__PROVIDED DATA__
- Opening Delimiter -

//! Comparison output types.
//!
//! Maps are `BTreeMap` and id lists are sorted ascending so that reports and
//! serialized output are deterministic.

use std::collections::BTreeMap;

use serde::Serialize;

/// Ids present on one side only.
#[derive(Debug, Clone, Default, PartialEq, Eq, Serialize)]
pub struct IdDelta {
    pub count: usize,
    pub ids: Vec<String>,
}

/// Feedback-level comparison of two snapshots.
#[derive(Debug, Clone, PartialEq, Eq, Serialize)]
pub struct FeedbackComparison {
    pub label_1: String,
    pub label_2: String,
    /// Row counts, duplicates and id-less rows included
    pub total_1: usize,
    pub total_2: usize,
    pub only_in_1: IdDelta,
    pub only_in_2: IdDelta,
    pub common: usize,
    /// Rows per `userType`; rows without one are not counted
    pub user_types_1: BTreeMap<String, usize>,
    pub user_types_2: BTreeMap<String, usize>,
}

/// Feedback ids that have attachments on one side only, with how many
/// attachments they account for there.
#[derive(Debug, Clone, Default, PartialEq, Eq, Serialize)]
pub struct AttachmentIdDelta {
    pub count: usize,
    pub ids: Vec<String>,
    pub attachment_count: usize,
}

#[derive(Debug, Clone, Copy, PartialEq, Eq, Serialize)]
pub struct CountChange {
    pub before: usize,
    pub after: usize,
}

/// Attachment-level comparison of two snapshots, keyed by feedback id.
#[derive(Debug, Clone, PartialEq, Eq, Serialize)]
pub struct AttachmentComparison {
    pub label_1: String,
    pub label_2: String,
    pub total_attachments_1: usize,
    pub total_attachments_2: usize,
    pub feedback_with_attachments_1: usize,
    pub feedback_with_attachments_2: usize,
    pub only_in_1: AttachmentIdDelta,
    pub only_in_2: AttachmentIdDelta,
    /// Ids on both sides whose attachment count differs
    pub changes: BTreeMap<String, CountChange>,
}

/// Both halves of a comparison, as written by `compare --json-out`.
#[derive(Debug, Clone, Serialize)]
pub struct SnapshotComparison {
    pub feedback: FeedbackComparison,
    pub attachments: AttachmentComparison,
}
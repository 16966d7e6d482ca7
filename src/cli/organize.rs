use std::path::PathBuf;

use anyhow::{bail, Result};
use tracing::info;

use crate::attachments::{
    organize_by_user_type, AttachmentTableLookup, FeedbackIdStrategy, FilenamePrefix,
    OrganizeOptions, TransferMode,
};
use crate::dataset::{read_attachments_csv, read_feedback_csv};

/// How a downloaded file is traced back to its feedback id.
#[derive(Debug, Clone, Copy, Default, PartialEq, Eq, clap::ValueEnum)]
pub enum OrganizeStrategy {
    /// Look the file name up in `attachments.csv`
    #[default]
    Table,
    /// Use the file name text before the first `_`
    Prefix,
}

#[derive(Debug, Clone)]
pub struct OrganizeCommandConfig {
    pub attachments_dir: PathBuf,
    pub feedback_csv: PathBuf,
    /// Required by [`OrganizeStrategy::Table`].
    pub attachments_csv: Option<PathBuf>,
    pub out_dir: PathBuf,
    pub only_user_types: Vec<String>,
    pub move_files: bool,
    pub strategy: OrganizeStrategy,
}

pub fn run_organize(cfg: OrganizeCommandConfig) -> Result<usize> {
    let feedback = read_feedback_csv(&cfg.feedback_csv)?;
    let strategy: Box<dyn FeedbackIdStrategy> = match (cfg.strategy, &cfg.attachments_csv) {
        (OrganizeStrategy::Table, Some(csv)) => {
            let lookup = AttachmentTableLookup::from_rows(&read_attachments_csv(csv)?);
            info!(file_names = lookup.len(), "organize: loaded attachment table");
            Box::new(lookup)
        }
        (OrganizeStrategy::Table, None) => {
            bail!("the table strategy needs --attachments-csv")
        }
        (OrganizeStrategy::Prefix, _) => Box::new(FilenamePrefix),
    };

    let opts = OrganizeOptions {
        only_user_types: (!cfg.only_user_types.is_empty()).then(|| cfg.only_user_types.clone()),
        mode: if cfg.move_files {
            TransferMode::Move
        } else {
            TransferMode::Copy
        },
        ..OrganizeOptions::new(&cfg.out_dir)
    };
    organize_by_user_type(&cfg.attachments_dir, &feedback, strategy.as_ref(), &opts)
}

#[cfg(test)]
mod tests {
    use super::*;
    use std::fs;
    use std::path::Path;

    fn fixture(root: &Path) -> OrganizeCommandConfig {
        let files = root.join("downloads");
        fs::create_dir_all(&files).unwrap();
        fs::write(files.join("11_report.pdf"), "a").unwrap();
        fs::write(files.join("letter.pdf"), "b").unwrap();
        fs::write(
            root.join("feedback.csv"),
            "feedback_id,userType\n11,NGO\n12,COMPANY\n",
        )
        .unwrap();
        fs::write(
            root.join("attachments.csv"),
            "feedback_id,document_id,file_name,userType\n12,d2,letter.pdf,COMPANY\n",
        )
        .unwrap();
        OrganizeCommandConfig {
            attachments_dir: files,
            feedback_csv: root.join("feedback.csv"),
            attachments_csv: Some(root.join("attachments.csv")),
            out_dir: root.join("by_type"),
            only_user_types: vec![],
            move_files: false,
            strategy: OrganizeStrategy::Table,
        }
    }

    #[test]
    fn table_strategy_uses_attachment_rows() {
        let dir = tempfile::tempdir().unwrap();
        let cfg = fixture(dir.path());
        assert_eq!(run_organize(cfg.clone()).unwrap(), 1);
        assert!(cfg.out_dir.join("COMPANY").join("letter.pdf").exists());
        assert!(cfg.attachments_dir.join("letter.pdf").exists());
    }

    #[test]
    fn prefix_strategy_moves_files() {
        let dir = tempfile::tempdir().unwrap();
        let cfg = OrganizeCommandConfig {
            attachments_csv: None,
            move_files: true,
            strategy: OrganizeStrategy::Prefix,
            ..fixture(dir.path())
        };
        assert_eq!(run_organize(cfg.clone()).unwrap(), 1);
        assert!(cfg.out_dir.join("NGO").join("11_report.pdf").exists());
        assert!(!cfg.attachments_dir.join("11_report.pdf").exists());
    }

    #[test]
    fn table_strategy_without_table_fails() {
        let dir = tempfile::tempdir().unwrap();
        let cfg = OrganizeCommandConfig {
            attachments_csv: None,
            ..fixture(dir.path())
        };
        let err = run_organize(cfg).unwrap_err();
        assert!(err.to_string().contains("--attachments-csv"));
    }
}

- Closing Delimiter -

__TASK GOAL__
Across all the material above, work out how many lines hold the word "COMPANY", and answer with that number only.

__WRITTEN RESPONSE__
3